Saved data entries:
Start of Block

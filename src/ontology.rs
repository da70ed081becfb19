use std::collections::HashMap;
use std::collections::VecDeque;

use tracing::{debug, warn};

use crate::annotations::{AnnotationIndex, Gene, GeneId};
use crate::term::internal::GoTermInternal;
use crate::term::{GoGroup, GoParents, Relationship, RelationshipPolicy};
use crate::{GoError, GoResult, GoTerm, GoTermId, Namespace};

pub mod depth;
mod store;

use store::TermStore;

/// Summary counters of an information-content calculation
///
/// Zero-count terms are kept in the ontology with an IC of `0.0`, the
/// diagnostics let callers decide whether that matters for their corpus.
#[derive(Clone, Copy, Debug, Default)]
pub struct IcDiagnostics {
    /// Terms whose sub-ontology has annotations but that have none themselves
    pub zero_count_terms: usize,
    /// Stub terms without a namespace that were skipped entirely
    pub missing_namespace_terms: usize,
    /// Genes annotated at each sub-ontology root, in [`Namespace`] index order
    pub root_counts: [usize; 3],
}

#[cfg_attr(doc, aquamarine::aquamarine)]
/// `Ontology` is the central data structure of the crate
///
/// It owns all terms of the three GO sub-ontologies, the genes annotated
/// to them and the cached ancestor closure of every term.
///
/// The typical build sequence is:
///
/// ```mermaid
/// graph TD
///     A[insert_term] --> B[add_relationship]
///     B --> C[create_cache]
///     C --> D[annotate]
///     D --> E[calculate_information_content]
///     E --> F[similarity comparisons]
/// ```
///
/// Once built, the ontology is meant to be queried through shared
/// references and [`GoTerm`] views only.
#[derive(Debug, Default)]
pub struct Ontology {
    terms: TermStore,
    genes: HashMap<GeneId, Gene>,
    gene_ids: HashMap<String, GeneId>,
    max_ic: [f32; 3],
}

impl Ontology {
    /// Returns the number of terms in the ontology
    pub fn len(&self) -> usize {
        self.terms.len()
    }

    /// Returns `true` if the ontology does not contain any terms
    pub fn is_empty(&self) -> bool {
        self.terms.len() == 0
    }

    /// Returns the [`GoTerm`] of the given id, `None` if absent
    pub fn go<I: Into<GoTermId>>(&self, id: I) -> Option<GoTerm> {
        GoTerm::try_new(self, id).ok()
    }

    /// Returns an iterator of all terms
    pub fn terms(&self) -> OntologyIterator {
        OntologyIterator {
            inner: self.terms.values(),
            ontology: self,
        }
    }

    /// Adds a term with its metadata, or fills in a previously created stub
    ///
    /// Re-inserting a known term overwrites name, definition and namespace
    /// but keeps its graph edges and annotations.
    pub fn insert_term<I: Into<GoTermId>>(
        &mut self,
        id: I,
        name: &str,
        definition: &str,
        namespace: Namespace,
    ) {
        self.terms.upsert(id.into(), name, definition, namespace);
    }

    /// Flags a term as obsolete
    ///
    /// # Errors
    ///
    /// [`GoError::DoesNotExist`] if the term is not present
    pub fn set_obsolete<I: Into<GoTermId>>(&mut self, id: I, obsolete: bool) -> GoResult<()> {
        let term = self
            .terms
            .get_mut(id.into())
            .ok_or(GoError::DoesNotExist)?;
        *term.obsolete_mut() = obsolete;
        Ok(())
    }

    /// Returns `true` if the term is flagged obsolete, `None` if absent
    pub fn is_obsolete<I: Into<GoTermId>>(&self, id: I) -> Option<bool> {
        self.terms.get(id.into()).map(GoTermInternal::obsolete)
    }

    /// Records a child → parent edge of the given kind
    ///
    /// Terms referenced before their metadata arrived are created as stubs.
    /// Edges whose kind the `policy` rejects are not inserted, the endpoint
    /// stubs are still created.
    pub fn add_relationship<I: Into<GoTermId>>(
        &mut self,
        child_id: I,
        parent_id: I,
        kind: Relationship,
        policy: &RelationshipPolicy,
    ) {
        let child_id = child_id.into();
        let parent_id = parent_id.into();

        self.terms.ensure(child_id);
        self.terms.ensure(parent_id);

        if !policy.is_allowed(kind) {
            return;
        }

        self.terms
            .get_unchecked_mut(child_id)
            .add_parent(parent_id, kind);
        self.terms.get_unchecked_mut(parent_id).add_child(child_id);
    }

    /// Calculates the transitive ancestor closure of every term
    ///
    /// Must run after the graph is complete and before any method that
    /// relies on `all_parents`, i.e. all similarity comparisons.
    pub fn create_cache(&mut self) {
        for id in self.terms.ids() {
            self.create_cache_of_grandparents(id);
        }
    }

    /// Crawls up the ontology and caches all ancestors of `id`
    fn create_cache_of_grandparents(&mut self, id: GoTermId) {
        let parents = self.terms.get_unchecked(id).parents().clone();
        let mut all_parents = parents.clone();
        for parent in &parents {
            let grandparents = self.all_grandparents(parent).clone();
            all_parents = &all_parents | &grandparents;
        }
        *self.terms.get_unchecked_mut(id).all_parents_mut() = all_parents;
    }

    /// Returns all ancestors of `id`, building the cache on the fly
    fn all_grandparents(&mut self, id: GoTermId) -> &GoParents {
        if !self.terms.get_unchecked(id).parents_cached() {
            self.create_cache_of_grandparents(id);
        }
        self.terms.get_unchecked(id).all_parents()
    }

    /// Returns the cached ancestor ids of a term, empty if absent
    pub fn ancestor_ids<I: Into<GoTermId>>(&self, id: I) -> GoGroup {
        self.terms
            .get(id.into())
            .map(|term| term.all_parents().clone())
            .unwrap_or_default()
    }

    /// Returns the ids of all descendants of a term, empty if absent
    ///
    /// Walks the child edges directly, so it works without the ancestor
    /// cache.
    pub fn descendant_ids<I: Into<GoTermId>>(&self, id: I) -> GoGroup {
        let id = id.into();
        let mut descendants = GoGroup::new();
        if !self.terms.contains(id) {
            return descendants;
        }
        let mut queue = VecDeque::new();
        queue.push_back(id);
        while let Some(next) = queue.pop_front() {
            for child in self.terms.get_unchecked(next).children() {
                if descendants.insert(child) {
                    queue.push_back(child);
                }
            }
        }
        descendants
    }

    /// Returns the sub-ontology of a term, `None` if absent or a stub
    pub fn namespace<I: Into<GoTermId>>(&self, id: I) -> Option<Namespace> {
        self.terms.get(id.into()).and_then(GoTermInternal::namespace)
    }

    /// Extends a group of terms with all their ancestors
    ///
    /// The result contains the input terms themselves. Unknown ids are
    /// silently dropped.
    pub fn extended_term_set(&self, group: &GoGroup) -> GoGroup {
        let mut extended = GoGroup::new();
        for id in group {
            if let Some(term) = self.terms.get(id) {
                extended.insert(id);
                extended = &extended | term.all_parents();
            }
        }
        extended
    }

    /// Registers a gene, or returns the id it already has
    pub fn add_gene(&mut self, symbol: &str) -> GeneId {
        match self.gene_ids.get(symbol) {
            Some(id) => *id,
            None => {
                let id = GeneId::from(self.gene_ids.len() as u32);
                self.gene_ids.insert(symbol.to_string(), id);
                self.genes.insert(id, Gene::new(id, symbol));
                id
            }
        }
    }

    /// Returns the [`Gene`] of the given id
    pub fn gene(&self, gene_id: &GeneId) -> Option<&Gene> {
        self.genes.get(gene_id)
    }

    /// Returns the [`Gene`] of the given symbol
    pub fn gene_by_symbol(&self, symbol: &str) -> Option<&Gene> {
        self.gene_ids.get(symbol).and_then(|id| self.genes.get(id))
    }

    fn gene_mut(&mut self, gene_id: &GeneId) -> Option<&mut Gene> {
        self.genes.get_mut(gene_id)
    }

    /// Returns an iterator of all registered genes
    pub fn genes(&self) -> std::collections::hash_map::Values<'_, GeneId, Gene> {
        self.genes.values()
    }

    /// Links a gene to a term and all its ancestors
    ///
    /// The recursion stops early on terms the gene is already linked to,
    /// so shared ancestors are visited once.
    ///
    /// # Errors
    ///
    /// [`GoError::DoesNotExist`] if the term is not present
    pub fn link_gene_term<I: Into<GoTermId>>(
        &mut self,
        term_id: I,
        gene_id: GeneId,
    ) -> GoResult<()> {
        let term_id = term_id.into();
        let parents = {
            let term = self.terms.get_mut(term_id).ok_or(GoError::DoesNotExist)?;
            if !term.add_gene(gene_id) {
                return Ok(());
            }
            term.parents().clone()
        };
        for parent in &parents {
            self.link_gene_term(parent, gene_id)?;
        }
        Ok(())
    }

    /// Applies all associations of an [`AnnotationIndex`] to the ontology
    ///
    /// Genes are registered as needed and propagated up the graph.
    /// Associations to unknown terms are logged and skipped, they do not
    /// abort the import.
    pub fn annotate(&mut self, annotations: &AnnotationIndex) -> GoResult<()> {
        for (symbol, term_id, _) in annotations.associations() {
            if !self.terms.contains(term_id) {
                warn!("skipping annotation of {symbol} to unknown term {term_id}");
                continue;
            }
            let gene_id = self.add_gene(symbol);
            self.link_gene_term(term_id, gene_id)?;
            if let Some(gene) = self.gene_mut(&gene_id) {
                gene.add_term(term_id);
            }
        }
        Ok(())
    }

    /// Derives every term's information content from its annotations
    ///
    /// The probability of a term is the fraction of its sub-ontology root's
    /// genes that reach the term. Run after [`Ontology::annotate`], and
    /// again after any later annotation changes.
    ///
    /// # Errors
    ///
    /// - [`GoError::EmptyOntology`] if no terms are present
    /// - [`GoError::AnnotationOverflow`] if a term has more annotated genes
    ///   than the IC calculation can represent
    pub fn calculate_information_content(&mut self) -> GoResult<IcDiagnostics> {
        if self.is_empty() {
            return Err(GoError::EmptyOntology);
        }

        let mut root_counts = [0usize; 3];
        for namespace in Namespace::all() {
            root_counts[namespace.index()] = self
                .terms
                .get(namespace.root())
                .map_or(0, |term| term.genes().len());
        }

        let mut diagnostics = IcDiagnostics {
            root_counts,
            ..IcDiagnostics::default()
        };
        self.max_ic = [0.0; 3];

        for term in self.terms.values_mut() {
            match term.namespace() {
                Some(namespace) => {
                    let count = term.genes().len();
                    term.information_content_mut()
                        .set(root_counts[namespace.index()], count)?;
                    let ic = term.information_content().ic();
                    if ic > self.max_ic[namespace.index()] {
                        self.max_ic[namespace.index()] = ic;
                    }
                    if count == 0 {
                        diagnostics.zero_count_terms += 1;
                    }
                }
                None => diagnostics.missing_namespace_terms += 1,
            }
        }

        debug!(
            zero_count_terms = diagnostics.zero_count_terms,
            missing_namespace_terms = diagnostics.missing_namespace_terms,
            "information content calculated"
        );
        Ok(diagnostics)
    }

    /// The largest IC of any term in the given sub-ontology
    pub fn max_ic(&self, namespace: Namespace) -> f32 {
        self.max_ic[namespace.index()]
    }

    /// The IC of the most informative common ancestor of two term sets
    ///
    /// Both groups must contain the terms' ancestor closures, including the
    /// terms themselves.
    pub fn mica_ic(&self, group_a: &GoGroup, group_b: &GoGroup) -> f32 {
        (group_a & group_b)
            .iter()
            .filter_map(|id| self.terms.get(id))
            .map(|term| term.information_content().ic())
            .fold(0.0, f32::max)
    }

    pub(crate) fn get(&self, id: GoTermId) -> Option<&GoTermInternal> {
        self.terms.get(id)
    }
}

impl<'a> IntoIterator for &'a Ontology {
    type Item = GoTerm<'a>;
    type IntoIter = OntologyIterator<'a>;

    fn into_iter(self) -> Self::IntoIter {
        self.terms()
    }
}

/// An iterator of all [`GoTerm`]s of an [`Ontology`]
pub struct OntologyIterator<'a> {
    inner: std::collections::hash_map::Values<'a, GoTermId, crate::term::internal::GoTermInternal>,
    ontology: &'a Ontology,
}

impl<'a> Iterator for OntologyIterator<'a> {
    type Item = GoTerm<'a>;
    fn next(&mut self) -> Option<Self::Item> {
        self.inner.next().map(|term| GoTerm::new(term, self.ontology))
    }
}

End of Block

What is needed: In the lines above, spot each one that contains the word "EmptyOntology" and copy it.

Response below:
    /// - [`GoError::EmptyOntology`] if no terms are present
            return Err(GoError::EmptyOntology);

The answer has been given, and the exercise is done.